Getting Started with Boostime • boostime

In this short tutorial, we are going to see how to use boostime to apply two models: an arima + catboost and a prophet + lightGBM.

First, we load the libraries that we are going to use during this tutorial.

library(tidymodels)
library(boostime)
library(modeltime)
library(tidyverse)
library(timetk)
library(lubridate)
# This toggles plots from plotly (interactive) to ggplot (static)
interactive <- FALSE

Next, we visualize the data that we are going to use once filtered:

m750 <- m4_monthly %>% filter(id == "M750")

m750 %>%
  plot_time_series(date, value, .interactive = interactive)

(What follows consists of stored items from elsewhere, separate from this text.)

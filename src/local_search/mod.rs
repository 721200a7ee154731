//! Local optimizer: fast, deterministic and monotone improvement of a tour.

pub mod reselect;
pub mod reverse;
pub mod shortcut;

use crate::graph::CoverageGraph;
use crate::solution::{Solution, Visit};

/// Minimum decrease that counts as an improvement.
pub const IMPROVEMENT_EPS: f64 = 1e-6;

/// Runs the piece re-selection, spike shortcut and window reversal
/// neighborhoods until a pass brings no strict improvement.
#[derive(Debug, Clone)]
pub struct LocalOptimizer {
    pub max_passes: usize,
    /// Moves applied during the last call to [`LocalOptimizer::improve`].
    pub moves: usize,
}

impl Default for LocalOptimizer {
    fn default() -> Self {
        LocalOptimizer::new(100)
    }
}

impl LocalOptimizer {
    pub fn new(max_passes: usize) -> Self {
        LocalOptimizer {
            max_passes,
            moves: 0,
        }
    }

    /// Improve a tour. The result never costs more than the input.
    pub fn improve(&mut self, graph: &CoverageGraph, solution: Solution) -> Solution {
        self.moves = 0;
        let initial = graph.objective(&solution);
        let mut visits = solution.into_visits();
        let mut cost = initial;

        for _ in 0..self.max_passes {
            let before = cost;

            self.reselect_neighborhood(graph, &mut visits);
            while self.shortcut_neighborhood(graph, &mut visits) {}
            while self.reverse_neighborhood(graph, &mut visits) {}

            cost = cost_of(graph, &visits);
            if cost >= before - IMPROVEMENT_EPS {
                break;
            }
        }

        log::debug!(
            "local optimizer: {:.4} -> {:.4} ({} moves)",
            initial,
            cost,
            self.moves
        );
        Solution::new(visits)
    }
}

pub(crate) fn cost_of(graph: &CoverageGraph, visits: &[Visit]) -> f64 {
    visits.iter().map(|v| graph.cost(&v.key())).sum()
}
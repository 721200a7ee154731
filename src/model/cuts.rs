//! Lazy subtour elimination.
//!
//! Used pieces are grouped into components by the transition points they
//! share. A component without full pieces is dropped. If exactly one
//! component carries full pieces it is a tour; otherwise each full-carrying
//! component that misses some mandatory tile is cut off.

use super::program::{LinearConstraint, LinearExpr, Sense};
use super::variables::PieceVariables;
use crate::graph::{CoverageGraph, PieceKey, TileId};
use crate::solution::{cycles_from_pieces, Visit};
use petgraph::unionfind::UnionFind;
use std::collections::{BTreeMap, BTreeSet};

#[derive(Debug, Clone, Copy, PartialEq, Eq)]
pub enum CutKind {
    /// The component shares no tile with other components: some piece must
    /// leave its tile set.
    SeparateComponents,
    /// The component crosses tiles of other components: some piece must use
    /// exactly one of its transition points, or the reference tile must be
    /// covered by a piece outside of it.
    IntersectingComponents,
}

#[derive(Debug, Clone)]
pub struct Cut {
    pub kind: CutKind,
    /// Cut reads `expr >= 1`.
    pub expr: LinearExpr,
}

impl Cut {
    pub fn into_constraint(self, index: usize) -> LinearConstraint {
        let prefix = match self.kind {
            CutKind::SeparateComponents => "separate",
            CutKind::IntersectingComponents => "intersecting",
        };
        LinearConstraint {
            name: format!("{}_{}", prefix, index),
            expr: self.expr,
            sense: Sense::Ge,
            rhs: 1.0,
        }
    }
}

/// Outcome of separating an integral piece selection.
#[derive(Debug, Clone, Default)]
pub struct Separation {
    pub cuts: Vec<Cut>,
    /// The closed tour, when the full pieces form a single component.
    pub tour: Option<Vec<Visit>>,
    /// Components carrying full pieces.
    pub components: usize,
}

struct Component {
    keys: Vec<PieceKey>,
    tiles: BTreeSet<TileId>,
    edges: BTreeSet<(TileId, TileId)>,
}

impl Component {
    fn has_full(&self) -> bool {
        self.keys.iter().any(|k| k.full)
    }
}

/// Split the used keys into components of shared transition points.
fn components(keys: &[PieceKey]) -> Vec<Component> {
    let mut edge_index: BTreeMap<(TileId, TileId), usize> = BTreeMap::new();
    for key in keys {
        for edge in key.edges() {
            let next = edge_index.len();
            edge_index.entry(edge).or_insert(next);
        }
    }

    let mut sets = UnionFind::<usize>::new(edge_index.len());
    for key in keys {
        let [e1, e2] = key.edges();
        sets.union(edge_index[&e1], edge_index[&e2]);
    }

    let mut by_root: BTreeMap<usize, usize> = BTreeMap::new();
    let mut groups: Vec<Component> = Vec::new();
    for key in keys {
        let root = sets.find(edge_index[&key.edges()[0]]);
        let slot = *by_root.entry(root).or_insert_with(|| {
            groups.push(Component {
                keys: Vec::new(),
                tiles: BTreeSet::new(),
                edges: BTreeSet::new(),
            });
            groups.len() - 1
        });
        let group = &mut groups[slot];
        group.keys.push(*key);
        group.tiles.insert(key.tile);
        group.edges.extend(key.edges());
    }
    groups
}

/// Find violated subtour cuts for the used keys, or the tour they form.
pub fn separate(graph: &CoverageGraph, vars: &PieceVariables, used: &[PieceKey]) -> Separation {
    let groups = components(used);
    let full: Vec<&Component> = groups.iter().filter(|c| c.has_full()).collect();

    if full.len() == 1 {
        let tour = cycles_from_pieces(&full[0].keys).into_iter().next();
        return Separation {
            cuts: Vec::new(),
            tour,
            components: 1,
        };
    }

    let mandatory: BTreeSet<TileId> = graph.mandatory().collect();
    let mut cuts = Vec::new();
    for (index, component) in full.iter().enumerate() {
        if mandatory.is_subset(&component.tiles) {
            continue;
        }
        // The component itself is among the groups.
        let intersects = groups
            .iter()
            .filter(|c| !c.tiles.is_disjoint(&component.tiles))
            .count()
            > 1;

        let cut = if intersects {
            intersecting_cut(graph, vars, component)
        } else {
            separate_cut(graph, vars, component)
        };
        if cut.expr.has_terms() {
            cuts.push(cut);
        } else {
            log::warn!("skipping subtour cut {} without free pieces", index);
        }
    }

    Separation {
        cuts,
        tour: None,
        components: full.len(),
    }
}

fn separate_cut(graph: &CoverageGraph, vars: &PieceVariables, component: &Component) -> Cut {
    let leaving = graph.leaving(&component.tiles);
    Cut {
        kind: CutKind::SeparateComponents,
        expr: vars.weighted_sum(leaving.into_iter().map(|k| (k, 1.0))),
    }
}

fn intersecting_cut(graph: &CoverageGraph, vars: &PieceVariables, component: &Component) -> Cut {
    let inside = |key: &PieceKey| {
        key.edges()
            .iter()
            .filter(|e| component.edges.contains(*e))
            .count()
    };

    let mut keys: BTreeSet<PieceKey> = component
        .tiles
        .iter()
        .flat_map(|&t| graph.pieces_at(t))
        .filter(|k| inside(k) == 1)
        .collect();

    let reference = component.keys.iter().filter(|k| k.full).map(|k| k.tile).min();
    if let Some(reference) = reference {
        keys.extend(
            graph
                .pieces_at(reference)
                .filter(|k| k.full && inside(k) < 2),
        );
    }

    Cut {
        kind: CutKind::IntersectingComponents,
        expr: vars.weighted_sum(keys.into_iter().map(|k| (k, 1.0))),
    }
}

Let’s split the data into training and test sets using initial_time_split() function:

splits <- initial_time_split(m750, prop = 0.8)

Model Generation

Auto Arima + Catboost

In the first model, we will use an Arima model whose orders will be selected automatically through KPSS unit root tests. Subsequently, the residuals of this first model will be passed to a Catboost model. Finally, the output of both models is summed.

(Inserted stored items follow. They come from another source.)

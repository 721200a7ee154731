//! Piece re-selection: move each full flag to the cheapest visit of its tile.

use super::{cost_of, LocalOptimizer, IMPROVEMENT_EPS};
use crate::graph::CoverageGraph;
use crate::solution::{assign_coverage, Visit};

impl LocalOptimizer {
    /// Reassign full flags for a fixed walk. Returns `true` on a strict improvement.
    pub fn reselect_neighborhood(
        &mut self,
        graph: &CoverageGraph,
        visits: &mut [Visit],
    ) -> bool {
        let before = cost_of(graph, visits);
        let mut candidate = visits.to_vec();
        assign_coverage(graph, &mut candidate);
        let after = cost_of(graph, &candidate);

        if after > before {
            return false;
        }
        let improved = after < before - IMPROVEMENT_EPS;
        if improved {
            self.moves += 1;
        }
        visits.copy_from_slice(&candidate);
        improved
    }
}
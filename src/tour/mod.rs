//! Initial tour construction.
//!
//! A tour-search engine orders the tiles that need coverage; the order is then
//! closed into a walk over the dual graph and dressed with puzzle pieces.

pub mod coverage;
pub mod two_opt;

pub use coverage::{greedy_order, CoverageTour, TourWithCoverageSolver};
pub use two_opt::TwoOptTourSearch;

use crate::deadline::Deadline;

/// Result of a tour-search call.
#[derive(Debug, Clone, PartialEq)]
pub enum TourOutcome {
    /// A permutation of the city indices.
    Found { order: Vec<usize>, optimal: bool },
    /// The engine proved that no tour exists.
    Infeasible,
    /// The deadline expired before any tour was found.
    TimedOut,
}

/// A symmetric traveling-salesman engine over a full weight matrix.
pub trait TourSearch {
    fn search(&mut self, weights: &[Vec<f64>], deadline: Deadline) -> TourOutcome;
}
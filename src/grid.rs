//! Input supplied by a grid/geometry provider.
//!
//! A [`Grid`] lists tiles with their adjacency and the transition points
//! shared with each neighbor. A [`PieceCatalogue`] lists the precomputed
//! puzzle pieces. Neither is checked here; [`crate::graph::CoverageGraph::build`]
//! does the validation.

use crate::geometry::{Path, Point};
use serde::{Deserialize, Serialize};

/// One tile of the provider's grid.
#[derive(Debug, Clone, Serialize, Deserialize)]
pub struct GridTile {
    /// Integer grid coordinates.
    pub coord: (i32, i32),
    pub center: Point,
    /// Tiles inside the polygon must be covered; the others may only be passed.
    pub in_polygon: bool,
    /// `(neighbor index, shared transition point)` for each adjacent tile.
    pub transitions: Vec<(usize, Point)>,
}

impl GridTile {
    pub fn new(coord: (i32, i32), center: Point, in_polygon: bool) -> Self {
        GridTile {
            coord,
            center,
            in_polygon,
            transitions: Vec::new(),
        }
    }
}

/// The tile set with adjacency and polygon membership.
#[derive(Debug, Clone, Default, Serialize, Deserialize)]
pub struct Grid {
    pub tiles: Vec<GridTile>,
}

impl Grid {
    pub fn new() -> Self {
        Grid { tiles: Vec::new() }
    }

    /// Add a tile and return its index.
    pub fn add_tile(&mut self, tile: GridTile) -> usize {
        self.tiles.push(tile);
        self.tiles.len() - 1
    }

    /// Connect two tiles through a shared transition point (both directions).
    pub fn connect(&mut self, a: usize, b: usize, point: Point) {
        self.tiles[a].transitions.push((b, point));
        self.tiles[b].transitions.push((a, point));
    }

    /// Remove every adjacency of a tile (both directions).
    pub fn isolate(&mut self, tile: usize) {
        self.tiles[tile].transitions.clear();
        for other in &mut self.tiles {
            other.transitions.retain(|&(n, _)| n != tile);
        }
    }

    /// Index of the tile at the given grid coordinates.
    pub fn find(&self, coord: (i32, i32)) -> Option<usize> {
        self.tiles.iter().position(|t| t.coord == coord)
    }

    pub fn len(&self) -> usize {
        self.tiles.len()
    }

    pub fn is_empty(&self) -> bool {
        self.tiles.is_empty()
    }
}

/// A precomputed piece for one tile between the transition points it shares
/// with `entry` and `exit`.
#[derive(Debug, Clone, Serialize, Deserialize)]
pub struct PieceSpec {
    pub tile: usize,
    pub entry: usize,
    pub exit: usize,
    /// Full coverage of the tile, as opposed to just passing through.
    pub full: bool,
    /// Trajectory from the entry transition point to the exit transition point.
    pub path: Path,
    pub cost: f64,
}

/// All pieces known for a grid.
#[derive(Debug, Clone, Default, Serialize, Deserialize)]
pub struct PieceCatalogue {
    pub pieces: Vec<PieceSpec>,
}

impl PieceCatalogue {
    pub fn new() -> Self {
        PieceCatalogue { pieces: Vec::new() }
    }

    pub fn add(&mut self, piece: PieceSpec) {
        self.pieces.push(piece);
    }

    pub fn len(&self) -> usize {
        self.pieces.len()
    }

    pub fn is_empty(&self) -> bool {
        self.pieces.is_empty()
    }
}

model_arima_catboost <- boost_arima() %>%
                        set_engine("auto_arima_catboost", verbose = 0) %>%
                        fit(value ~ date + month(date), data = training(splits))

model_arima_catboost
#> parsnip model object
#> 
#> Fit time:  26.1s 
#> ARIMA(1,0,1)(1,1,1)[12] with drift w/ Catboost Errors
#> ---
#> Model 1: Auto ARIMA
#> Series: outcome 
#> ARIMA(1,0,1)(1,1,1)[12] with drift 
#> 
#> Coefficients:
#>          ar1      ma1   sar1     sma1    drift
#>       0.9600  -0.3275  0.195  -0.7330  17.4466
#> s.e.  0.0203   0.0706  0.121   0.1025   4.8051
#> 
#> sigma^2 estimated as 23896:  log likelihood=-1499.59
#> AIC=3011.18   AICc=3011.56   BIC=3031.87
#> 
#> ---
#> Model 2: Catboost Errors
#> 
#> CatBoost model (1000 trees)
#> Loss function: RMSE
#> Fit to 1 features

Prophet + Catboost

The second model will use Prophet followed by Catboost to model the residuals:

model_prophet_catboost <- boost_prophet() %>%
                          set_engine("prophet_catboost", verbose = 0) %>%
                          fit(value ~ date + month(date), data = training(splits))

Modeltime Integration

Here’s the general process and where the functions fit.

The Modeltime Workflow

So we will continue from step three.

Step 3 - Add fitted models to a Model Table.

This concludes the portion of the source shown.